## [What you should do]
In the records below, find the line that contains "let target_grid = global.unwrap_or_else(||" and the line that contains "tracing::trace!(kernel.entry = %self.request.entry, grid", then retype exactly those two lines and every line between them.

## [Extracted entries]
Start of Block

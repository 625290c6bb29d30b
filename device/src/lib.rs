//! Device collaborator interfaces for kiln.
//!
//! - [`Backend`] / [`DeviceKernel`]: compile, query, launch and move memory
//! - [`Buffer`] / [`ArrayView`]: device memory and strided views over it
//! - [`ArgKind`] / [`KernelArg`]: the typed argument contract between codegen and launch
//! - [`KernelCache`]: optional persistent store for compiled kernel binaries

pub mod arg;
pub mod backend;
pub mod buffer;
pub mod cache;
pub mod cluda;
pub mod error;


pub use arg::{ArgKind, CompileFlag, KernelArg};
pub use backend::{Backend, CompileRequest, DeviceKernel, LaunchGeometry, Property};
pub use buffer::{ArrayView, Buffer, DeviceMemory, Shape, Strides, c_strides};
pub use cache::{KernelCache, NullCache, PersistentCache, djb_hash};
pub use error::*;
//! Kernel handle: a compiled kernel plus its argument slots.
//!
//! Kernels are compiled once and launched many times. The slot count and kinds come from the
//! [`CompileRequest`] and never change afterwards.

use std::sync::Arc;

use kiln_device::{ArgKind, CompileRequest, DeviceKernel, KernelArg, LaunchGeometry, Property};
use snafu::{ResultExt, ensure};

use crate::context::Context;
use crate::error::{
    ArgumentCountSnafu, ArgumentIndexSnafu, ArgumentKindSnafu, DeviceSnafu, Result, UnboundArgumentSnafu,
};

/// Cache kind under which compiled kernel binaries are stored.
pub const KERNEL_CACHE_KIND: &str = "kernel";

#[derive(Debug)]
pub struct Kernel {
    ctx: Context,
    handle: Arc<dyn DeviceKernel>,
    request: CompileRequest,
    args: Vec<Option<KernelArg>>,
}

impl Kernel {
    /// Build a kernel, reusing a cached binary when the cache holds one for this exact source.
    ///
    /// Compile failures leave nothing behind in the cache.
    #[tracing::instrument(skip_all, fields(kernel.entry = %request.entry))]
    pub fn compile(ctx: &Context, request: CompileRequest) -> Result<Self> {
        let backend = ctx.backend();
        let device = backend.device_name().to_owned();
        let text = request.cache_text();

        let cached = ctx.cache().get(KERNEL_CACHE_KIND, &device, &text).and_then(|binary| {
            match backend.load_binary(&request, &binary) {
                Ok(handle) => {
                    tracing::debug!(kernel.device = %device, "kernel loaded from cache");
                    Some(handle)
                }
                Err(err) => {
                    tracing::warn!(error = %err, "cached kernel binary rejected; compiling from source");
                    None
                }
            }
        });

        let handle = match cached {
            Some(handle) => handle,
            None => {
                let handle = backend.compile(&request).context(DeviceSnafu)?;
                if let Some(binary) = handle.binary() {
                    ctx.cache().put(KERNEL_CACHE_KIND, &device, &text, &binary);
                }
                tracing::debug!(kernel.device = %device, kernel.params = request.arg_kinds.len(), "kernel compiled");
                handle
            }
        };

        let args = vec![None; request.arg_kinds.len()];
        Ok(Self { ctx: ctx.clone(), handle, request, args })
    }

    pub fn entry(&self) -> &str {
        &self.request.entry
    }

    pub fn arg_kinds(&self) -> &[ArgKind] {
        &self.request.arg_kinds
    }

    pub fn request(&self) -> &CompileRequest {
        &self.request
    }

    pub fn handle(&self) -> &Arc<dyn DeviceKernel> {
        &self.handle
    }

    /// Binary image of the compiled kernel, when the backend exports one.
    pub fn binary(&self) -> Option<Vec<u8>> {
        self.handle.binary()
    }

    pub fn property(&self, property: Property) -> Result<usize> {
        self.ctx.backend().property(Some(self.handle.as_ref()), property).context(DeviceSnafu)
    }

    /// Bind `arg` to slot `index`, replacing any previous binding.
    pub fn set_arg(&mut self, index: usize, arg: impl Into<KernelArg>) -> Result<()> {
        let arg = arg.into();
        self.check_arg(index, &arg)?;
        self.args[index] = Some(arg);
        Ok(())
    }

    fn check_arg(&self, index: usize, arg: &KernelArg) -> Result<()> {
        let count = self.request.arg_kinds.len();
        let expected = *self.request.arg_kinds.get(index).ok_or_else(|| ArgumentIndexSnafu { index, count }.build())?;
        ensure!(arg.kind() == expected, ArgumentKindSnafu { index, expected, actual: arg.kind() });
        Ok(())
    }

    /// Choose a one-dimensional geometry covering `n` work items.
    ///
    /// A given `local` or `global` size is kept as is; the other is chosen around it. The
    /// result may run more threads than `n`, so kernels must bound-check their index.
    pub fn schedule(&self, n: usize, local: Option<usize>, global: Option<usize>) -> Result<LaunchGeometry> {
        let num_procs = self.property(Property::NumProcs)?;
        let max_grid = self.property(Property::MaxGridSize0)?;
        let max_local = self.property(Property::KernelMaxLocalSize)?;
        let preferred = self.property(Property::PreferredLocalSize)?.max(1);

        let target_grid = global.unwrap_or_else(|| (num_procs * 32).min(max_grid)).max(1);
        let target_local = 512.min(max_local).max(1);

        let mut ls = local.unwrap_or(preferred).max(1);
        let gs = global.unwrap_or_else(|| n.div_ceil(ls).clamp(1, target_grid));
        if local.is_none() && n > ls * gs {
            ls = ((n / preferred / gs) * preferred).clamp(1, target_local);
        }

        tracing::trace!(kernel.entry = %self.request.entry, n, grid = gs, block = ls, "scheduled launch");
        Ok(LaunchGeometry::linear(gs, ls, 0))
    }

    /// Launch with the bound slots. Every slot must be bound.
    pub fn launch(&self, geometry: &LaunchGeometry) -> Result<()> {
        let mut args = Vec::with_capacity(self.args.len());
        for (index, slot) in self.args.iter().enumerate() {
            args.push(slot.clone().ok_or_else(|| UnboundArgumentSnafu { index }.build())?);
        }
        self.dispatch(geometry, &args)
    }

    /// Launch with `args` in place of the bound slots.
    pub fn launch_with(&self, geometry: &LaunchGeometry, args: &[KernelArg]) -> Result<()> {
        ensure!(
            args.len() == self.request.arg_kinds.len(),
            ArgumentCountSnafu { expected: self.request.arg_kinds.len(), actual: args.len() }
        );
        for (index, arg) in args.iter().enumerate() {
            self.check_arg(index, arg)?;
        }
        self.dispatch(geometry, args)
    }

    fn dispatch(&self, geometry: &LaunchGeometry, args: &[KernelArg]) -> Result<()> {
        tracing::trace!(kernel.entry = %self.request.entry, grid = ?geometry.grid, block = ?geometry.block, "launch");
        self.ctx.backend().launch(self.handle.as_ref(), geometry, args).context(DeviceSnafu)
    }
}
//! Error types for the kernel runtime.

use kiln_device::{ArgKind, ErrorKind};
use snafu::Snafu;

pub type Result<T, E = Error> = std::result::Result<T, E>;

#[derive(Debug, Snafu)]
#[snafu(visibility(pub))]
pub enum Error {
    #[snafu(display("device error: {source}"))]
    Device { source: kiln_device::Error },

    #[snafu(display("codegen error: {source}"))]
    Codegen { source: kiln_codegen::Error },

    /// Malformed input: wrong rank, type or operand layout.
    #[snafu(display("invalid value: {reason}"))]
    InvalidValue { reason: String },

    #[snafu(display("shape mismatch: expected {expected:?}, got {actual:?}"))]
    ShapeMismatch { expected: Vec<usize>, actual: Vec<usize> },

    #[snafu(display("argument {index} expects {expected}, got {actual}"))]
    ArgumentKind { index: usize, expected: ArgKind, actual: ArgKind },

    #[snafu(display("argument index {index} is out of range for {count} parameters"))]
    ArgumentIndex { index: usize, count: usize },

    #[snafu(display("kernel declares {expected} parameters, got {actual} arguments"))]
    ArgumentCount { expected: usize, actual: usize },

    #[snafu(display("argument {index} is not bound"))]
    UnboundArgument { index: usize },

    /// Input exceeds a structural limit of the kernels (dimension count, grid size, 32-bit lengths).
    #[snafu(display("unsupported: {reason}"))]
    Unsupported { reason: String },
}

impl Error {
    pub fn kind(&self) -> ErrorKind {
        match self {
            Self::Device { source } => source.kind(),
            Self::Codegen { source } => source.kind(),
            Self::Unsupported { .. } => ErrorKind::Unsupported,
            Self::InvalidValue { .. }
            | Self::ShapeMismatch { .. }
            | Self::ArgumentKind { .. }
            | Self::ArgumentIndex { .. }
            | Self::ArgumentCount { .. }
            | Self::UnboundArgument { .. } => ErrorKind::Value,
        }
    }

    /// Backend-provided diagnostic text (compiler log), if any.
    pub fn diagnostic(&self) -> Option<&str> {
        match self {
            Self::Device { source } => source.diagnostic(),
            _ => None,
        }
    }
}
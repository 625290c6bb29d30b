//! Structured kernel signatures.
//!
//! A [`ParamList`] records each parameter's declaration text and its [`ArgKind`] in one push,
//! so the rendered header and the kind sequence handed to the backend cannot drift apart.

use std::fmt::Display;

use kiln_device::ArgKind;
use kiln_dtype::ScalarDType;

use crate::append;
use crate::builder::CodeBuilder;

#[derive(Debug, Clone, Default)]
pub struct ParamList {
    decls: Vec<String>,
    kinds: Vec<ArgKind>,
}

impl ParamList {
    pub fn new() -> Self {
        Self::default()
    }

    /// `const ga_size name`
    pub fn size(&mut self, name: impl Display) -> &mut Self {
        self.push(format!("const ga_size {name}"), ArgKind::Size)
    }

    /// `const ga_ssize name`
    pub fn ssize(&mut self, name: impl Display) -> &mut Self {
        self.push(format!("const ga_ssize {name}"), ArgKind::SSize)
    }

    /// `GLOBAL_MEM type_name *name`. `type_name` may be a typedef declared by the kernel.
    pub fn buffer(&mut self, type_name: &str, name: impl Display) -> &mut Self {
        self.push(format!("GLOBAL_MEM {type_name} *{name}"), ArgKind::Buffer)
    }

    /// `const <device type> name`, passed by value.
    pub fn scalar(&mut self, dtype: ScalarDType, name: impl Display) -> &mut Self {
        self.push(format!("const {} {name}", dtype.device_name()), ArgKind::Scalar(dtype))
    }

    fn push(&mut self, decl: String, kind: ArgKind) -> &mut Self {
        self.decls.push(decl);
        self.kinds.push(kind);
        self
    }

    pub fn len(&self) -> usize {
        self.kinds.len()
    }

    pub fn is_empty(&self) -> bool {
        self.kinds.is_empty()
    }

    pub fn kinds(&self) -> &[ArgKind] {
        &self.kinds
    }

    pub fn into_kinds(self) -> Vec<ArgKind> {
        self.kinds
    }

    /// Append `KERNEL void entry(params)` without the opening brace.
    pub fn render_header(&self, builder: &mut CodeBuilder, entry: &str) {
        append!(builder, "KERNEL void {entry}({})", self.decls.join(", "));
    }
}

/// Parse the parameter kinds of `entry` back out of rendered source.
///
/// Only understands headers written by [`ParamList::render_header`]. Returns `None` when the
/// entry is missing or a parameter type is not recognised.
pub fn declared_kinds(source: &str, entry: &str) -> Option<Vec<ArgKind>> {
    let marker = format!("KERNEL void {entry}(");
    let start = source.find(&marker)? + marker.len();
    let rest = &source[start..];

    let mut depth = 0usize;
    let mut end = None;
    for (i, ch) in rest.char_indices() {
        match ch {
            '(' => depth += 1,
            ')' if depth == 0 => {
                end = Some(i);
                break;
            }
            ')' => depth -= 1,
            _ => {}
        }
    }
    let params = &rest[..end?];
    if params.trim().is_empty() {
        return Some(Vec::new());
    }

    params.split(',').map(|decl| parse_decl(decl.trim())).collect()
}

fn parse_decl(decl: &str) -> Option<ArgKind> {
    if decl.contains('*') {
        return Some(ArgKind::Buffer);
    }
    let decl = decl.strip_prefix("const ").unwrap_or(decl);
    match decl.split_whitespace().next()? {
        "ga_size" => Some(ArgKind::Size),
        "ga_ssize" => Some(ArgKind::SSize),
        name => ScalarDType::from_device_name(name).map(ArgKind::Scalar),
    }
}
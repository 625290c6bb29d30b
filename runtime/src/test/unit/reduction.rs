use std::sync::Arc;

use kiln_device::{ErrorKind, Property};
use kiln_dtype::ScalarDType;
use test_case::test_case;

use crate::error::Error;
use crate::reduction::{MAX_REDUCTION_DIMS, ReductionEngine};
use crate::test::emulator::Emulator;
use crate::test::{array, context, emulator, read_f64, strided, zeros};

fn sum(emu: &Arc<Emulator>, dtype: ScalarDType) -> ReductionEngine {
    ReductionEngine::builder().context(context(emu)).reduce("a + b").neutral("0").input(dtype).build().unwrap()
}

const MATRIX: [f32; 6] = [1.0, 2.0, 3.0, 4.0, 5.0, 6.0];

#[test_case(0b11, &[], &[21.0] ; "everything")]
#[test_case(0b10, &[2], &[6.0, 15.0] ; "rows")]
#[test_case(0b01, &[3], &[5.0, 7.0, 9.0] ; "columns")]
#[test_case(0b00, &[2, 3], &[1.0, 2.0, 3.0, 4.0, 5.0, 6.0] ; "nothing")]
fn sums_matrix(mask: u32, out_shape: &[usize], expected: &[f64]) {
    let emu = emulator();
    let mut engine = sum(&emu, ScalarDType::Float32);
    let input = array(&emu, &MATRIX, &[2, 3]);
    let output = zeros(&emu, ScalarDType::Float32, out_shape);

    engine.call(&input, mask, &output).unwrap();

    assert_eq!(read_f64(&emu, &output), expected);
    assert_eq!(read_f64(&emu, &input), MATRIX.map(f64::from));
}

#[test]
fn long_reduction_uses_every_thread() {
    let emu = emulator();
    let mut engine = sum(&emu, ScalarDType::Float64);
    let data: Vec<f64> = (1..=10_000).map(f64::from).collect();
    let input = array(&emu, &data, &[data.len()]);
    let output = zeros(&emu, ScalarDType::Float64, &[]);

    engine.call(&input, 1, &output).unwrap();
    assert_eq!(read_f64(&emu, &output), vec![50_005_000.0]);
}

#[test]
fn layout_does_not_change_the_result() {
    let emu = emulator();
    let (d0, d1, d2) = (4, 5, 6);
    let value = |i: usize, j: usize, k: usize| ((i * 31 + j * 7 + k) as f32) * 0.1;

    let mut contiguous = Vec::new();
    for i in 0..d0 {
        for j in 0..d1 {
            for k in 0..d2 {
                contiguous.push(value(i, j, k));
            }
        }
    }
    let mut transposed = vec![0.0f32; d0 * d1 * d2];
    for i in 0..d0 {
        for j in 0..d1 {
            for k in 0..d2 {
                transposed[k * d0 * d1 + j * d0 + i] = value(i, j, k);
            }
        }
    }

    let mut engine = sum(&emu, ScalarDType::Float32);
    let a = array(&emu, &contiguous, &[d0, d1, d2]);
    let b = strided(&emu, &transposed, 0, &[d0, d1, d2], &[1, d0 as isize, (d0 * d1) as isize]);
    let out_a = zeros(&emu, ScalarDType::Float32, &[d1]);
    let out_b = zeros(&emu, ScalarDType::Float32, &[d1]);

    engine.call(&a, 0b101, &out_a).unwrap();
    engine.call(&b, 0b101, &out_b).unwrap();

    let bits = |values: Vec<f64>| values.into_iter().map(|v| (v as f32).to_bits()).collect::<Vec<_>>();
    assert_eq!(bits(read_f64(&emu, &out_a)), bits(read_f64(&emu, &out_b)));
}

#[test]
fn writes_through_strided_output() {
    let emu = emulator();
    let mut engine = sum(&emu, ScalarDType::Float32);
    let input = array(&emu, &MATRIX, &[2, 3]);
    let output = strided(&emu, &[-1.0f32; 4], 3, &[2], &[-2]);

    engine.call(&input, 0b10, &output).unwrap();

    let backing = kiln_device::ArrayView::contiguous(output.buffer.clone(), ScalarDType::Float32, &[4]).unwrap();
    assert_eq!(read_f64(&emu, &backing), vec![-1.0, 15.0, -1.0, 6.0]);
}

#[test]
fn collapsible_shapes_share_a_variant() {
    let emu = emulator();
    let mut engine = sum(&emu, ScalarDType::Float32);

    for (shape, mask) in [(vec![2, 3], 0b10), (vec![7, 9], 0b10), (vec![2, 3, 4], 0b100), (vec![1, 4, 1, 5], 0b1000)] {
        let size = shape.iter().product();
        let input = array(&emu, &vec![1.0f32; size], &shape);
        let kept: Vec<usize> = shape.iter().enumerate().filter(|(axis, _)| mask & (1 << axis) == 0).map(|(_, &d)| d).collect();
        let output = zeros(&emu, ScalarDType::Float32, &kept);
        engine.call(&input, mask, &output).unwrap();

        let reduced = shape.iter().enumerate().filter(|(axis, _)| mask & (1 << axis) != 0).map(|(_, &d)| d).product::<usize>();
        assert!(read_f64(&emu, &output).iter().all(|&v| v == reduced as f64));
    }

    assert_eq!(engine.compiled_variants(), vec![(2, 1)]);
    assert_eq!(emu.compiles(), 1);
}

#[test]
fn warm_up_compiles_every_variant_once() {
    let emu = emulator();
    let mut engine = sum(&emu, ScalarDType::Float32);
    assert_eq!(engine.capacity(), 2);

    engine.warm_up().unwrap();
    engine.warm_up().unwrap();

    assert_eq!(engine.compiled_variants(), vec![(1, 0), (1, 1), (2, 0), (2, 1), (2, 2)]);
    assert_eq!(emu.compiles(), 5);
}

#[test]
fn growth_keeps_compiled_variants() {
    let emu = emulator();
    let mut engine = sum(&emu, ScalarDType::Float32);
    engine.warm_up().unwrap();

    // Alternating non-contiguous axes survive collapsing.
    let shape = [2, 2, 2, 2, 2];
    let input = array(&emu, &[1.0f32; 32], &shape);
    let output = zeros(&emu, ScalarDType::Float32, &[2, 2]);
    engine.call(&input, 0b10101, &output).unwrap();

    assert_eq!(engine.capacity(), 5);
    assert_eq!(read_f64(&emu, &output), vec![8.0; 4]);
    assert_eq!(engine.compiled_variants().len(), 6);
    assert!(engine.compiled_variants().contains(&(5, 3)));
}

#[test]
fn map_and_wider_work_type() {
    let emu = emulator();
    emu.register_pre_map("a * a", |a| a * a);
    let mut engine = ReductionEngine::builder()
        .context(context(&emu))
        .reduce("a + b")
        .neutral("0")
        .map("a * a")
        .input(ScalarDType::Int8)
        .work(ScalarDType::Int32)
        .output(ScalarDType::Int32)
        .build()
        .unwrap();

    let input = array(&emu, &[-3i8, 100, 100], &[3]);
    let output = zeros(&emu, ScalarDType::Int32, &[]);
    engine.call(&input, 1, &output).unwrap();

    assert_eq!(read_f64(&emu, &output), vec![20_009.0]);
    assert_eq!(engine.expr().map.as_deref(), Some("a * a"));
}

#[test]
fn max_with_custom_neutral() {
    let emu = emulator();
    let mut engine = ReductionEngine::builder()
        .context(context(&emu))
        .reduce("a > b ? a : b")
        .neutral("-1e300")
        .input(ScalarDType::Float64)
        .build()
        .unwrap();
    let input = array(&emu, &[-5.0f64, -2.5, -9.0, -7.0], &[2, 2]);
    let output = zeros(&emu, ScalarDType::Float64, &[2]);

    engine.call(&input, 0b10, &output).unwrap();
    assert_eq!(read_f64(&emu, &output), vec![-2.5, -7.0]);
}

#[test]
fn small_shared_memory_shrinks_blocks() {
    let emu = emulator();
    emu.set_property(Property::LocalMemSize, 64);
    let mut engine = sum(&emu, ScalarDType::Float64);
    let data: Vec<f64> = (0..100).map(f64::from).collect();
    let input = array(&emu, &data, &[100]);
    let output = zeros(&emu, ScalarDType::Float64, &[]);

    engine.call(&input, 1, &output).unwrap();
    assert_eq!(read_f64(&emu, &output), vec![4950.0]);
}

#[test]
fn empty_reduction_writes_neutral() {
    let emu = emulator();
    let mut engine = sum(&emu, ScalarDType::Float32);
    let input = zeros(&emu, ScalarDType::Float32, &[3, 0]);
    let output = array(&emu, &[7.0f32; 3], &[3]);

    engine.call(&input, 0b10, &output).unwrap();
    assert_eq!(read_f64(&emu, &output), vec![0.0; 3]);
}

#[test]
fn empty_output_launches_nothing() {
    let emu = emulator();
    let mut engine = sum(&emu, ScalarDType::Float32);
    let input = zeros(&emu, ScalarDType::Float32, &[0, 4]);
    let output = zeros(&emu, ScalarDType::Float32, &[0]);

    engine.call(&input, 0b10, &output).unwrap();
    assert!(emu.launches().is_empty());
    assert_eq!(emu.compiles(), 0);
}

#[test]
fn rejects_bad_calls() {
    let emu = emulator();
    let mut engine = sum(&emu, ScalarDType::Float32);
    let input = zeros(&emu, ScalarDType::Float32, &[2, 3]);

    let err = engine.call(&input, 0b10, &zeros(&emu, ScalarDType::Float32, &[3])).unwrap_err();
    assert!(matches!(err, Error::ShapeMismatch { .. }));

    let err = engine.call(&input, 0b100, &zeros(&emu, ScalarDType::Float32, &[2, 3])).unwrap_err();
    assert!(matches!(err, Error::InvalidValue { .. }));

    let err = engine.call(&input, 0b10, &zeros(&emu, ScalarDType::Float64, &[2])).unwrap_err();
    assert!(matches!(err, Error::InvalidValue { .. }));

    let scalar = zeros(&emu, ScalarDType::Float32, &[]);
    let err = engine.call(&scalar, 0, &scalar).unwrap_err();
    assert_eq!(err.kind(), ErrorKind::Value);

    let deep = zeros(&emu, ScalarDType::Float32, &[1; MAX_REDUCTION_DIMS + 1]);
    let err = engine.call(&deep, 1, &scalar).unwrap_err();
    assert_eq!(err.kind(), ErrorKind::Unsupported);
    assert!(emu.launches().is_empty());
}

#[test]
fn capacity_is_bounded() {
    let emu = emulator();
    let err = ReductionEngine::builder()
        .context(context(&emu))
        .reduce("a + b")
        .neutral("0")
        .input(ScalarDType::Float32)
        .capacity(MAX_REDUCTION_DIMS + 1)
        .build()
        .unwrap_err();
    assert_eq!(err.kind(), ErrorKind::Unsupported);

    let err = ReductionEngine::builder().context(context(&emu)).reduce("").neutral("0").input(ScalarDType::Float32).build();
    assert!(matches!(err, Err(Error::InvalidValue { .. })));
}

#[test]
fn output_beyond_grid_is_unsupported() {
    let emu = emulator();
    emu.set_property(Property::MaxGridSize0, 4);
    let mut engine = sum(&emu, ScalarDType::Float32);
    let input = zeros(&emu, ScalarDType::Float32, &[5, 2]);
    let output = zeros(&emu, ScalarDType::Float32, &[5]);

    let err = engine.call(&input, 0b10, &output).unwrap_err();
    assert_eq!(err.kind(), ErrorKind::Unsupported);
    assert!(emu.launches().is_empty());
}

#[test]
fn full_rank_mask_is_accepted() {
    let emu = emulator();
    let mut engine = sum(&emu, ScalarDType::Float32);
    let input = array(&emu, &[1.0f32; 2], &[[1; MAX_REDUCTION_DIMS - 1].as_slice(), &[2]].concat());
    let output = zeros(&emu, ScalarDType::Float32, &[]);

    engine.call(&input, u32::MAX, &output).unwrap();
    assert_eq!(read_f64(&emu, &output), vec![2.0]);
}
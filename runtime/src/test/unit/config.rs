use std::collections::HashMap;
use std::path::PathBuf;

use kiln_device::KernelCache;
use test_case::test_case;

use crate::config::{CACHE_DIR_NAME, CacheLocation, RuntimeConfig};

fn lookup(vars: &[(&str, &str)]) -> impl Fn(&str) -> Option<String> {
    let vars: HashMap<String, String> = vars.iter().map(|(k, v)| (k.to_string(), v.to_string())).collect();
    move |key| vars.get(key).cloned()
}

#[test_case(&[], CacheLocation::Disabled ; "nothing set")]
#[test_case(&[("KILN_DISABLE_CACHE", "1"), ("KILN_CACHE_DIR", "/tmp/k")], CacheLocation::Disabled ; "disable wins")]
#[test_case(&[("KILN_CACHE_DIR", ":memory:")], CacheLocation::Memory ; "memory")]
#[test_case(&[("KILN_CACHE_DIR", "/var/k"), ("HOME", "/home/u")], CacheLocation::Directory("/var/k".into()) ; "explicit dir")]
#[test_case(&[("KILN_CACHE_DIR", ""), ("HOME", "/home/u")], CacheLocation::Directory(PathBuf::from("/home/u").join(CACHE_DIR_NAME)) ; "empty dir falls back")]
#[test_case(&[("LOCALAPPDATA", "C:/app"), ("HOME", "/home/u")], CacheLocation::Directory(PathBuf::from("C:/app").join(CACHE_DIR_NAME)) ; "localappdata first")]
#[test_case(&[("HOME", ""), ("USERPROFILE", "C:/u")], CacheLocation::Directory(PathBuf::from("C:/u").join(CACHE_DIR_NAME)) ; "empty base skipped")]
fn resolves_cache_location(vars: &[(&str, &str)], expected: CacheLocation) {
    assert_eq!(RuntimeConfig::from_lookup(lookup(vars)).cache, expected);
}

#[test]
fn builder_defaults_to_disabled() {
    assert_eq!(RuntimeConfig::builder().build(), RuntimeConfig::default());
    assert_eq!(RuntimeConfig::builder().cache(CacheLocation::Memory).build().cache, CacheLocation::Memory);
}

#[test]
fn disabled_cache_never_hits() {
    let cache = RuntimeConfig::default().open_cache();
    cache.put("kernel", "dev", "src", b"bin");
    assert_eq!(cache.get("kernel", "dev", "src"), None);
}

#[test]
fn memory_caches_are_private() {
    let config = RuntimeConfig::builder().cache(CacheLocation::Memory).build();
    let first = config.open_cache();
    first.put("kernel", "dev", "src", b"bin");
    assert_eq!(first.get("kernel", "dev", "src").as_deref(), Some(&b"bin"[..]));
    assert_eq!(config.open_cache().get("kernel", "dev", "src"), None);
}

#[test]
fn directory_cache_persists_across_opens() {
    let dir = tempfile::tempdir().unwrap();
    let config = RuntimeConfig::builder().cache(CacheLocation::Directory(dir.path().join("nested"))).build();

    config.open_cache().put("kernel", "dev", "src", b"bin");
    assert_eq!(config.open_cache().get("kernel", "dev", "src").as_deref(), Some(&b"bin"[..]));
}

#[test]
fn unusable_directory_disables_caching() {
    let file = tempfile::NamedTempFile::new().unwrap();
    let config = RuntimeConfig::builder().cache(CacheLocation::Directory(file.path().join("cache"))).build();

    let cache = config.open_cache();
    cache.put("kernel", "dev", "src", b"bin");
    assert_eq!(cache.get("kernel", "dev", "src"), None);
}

End of Block

## [Solution to the problem]
        let target_grid = global.unwrap_or_else(|| (num_procs * 32).min(max_grid)).max(1);
        let target_local = 512.min(max_local).max(1);

        let mut ls = local.unwrap_or(preferred).max(1);
        let gs = global.unwrap_or_else(|| n.div_ceil(ls).clamp(1, target_grid));
        if local.is_none() && n > ls * gs {
            ls = ((n / preferred / gs) * preferred).clamp(1, target_local);
        }

        tracing::trace!(kernel.entry = %self.request.entry, n, grid = gs, block = ls, "scheduled launch");
        Ok(LaunchGeometry::linear(gs, ls, 0))
    }

    /// Launch with the bound slots. Every slot must be bound.
    pub fn launch(&self, geometry: &LaunchGeometry) -> Result<()> {
        let mut args = Vec::with_capacity(self.args.len());
        for (index, slot) in self.args.iter().enumerate() {
            args.push(slot.clone().ok_or_else(|| UnboundArgumentSnafu { index }.build())?);
        }
        self.dispatch(geometry, &args)
    }

    /// Launch with `args` in place of the bound slots.
    pub fn launch_with(&self, geometry: &LaunchGeometry, args: &[KernelArg]) -> Result<()> {
        ensure!(
            args.len() == self.request.arg_kinds.len(),
            ArgumentCountSnafu { expected: self.request.arg_kinds.len(), actual: args.len() }
        );
        for (index, arg) in args.iter().enumerate() {
            self.check_arg(index, arg)?;
        }
        self.dispatch(geometry, args)
    }

    fn dispatch(&self, geometry: &LaunchGeometry, args: &[KernelArg]) -> Result<()> {
        tracing::trace!(kernel.entry = %self.request.entry, grid = ?geometry.grid, block = ?geometry.block, "launch");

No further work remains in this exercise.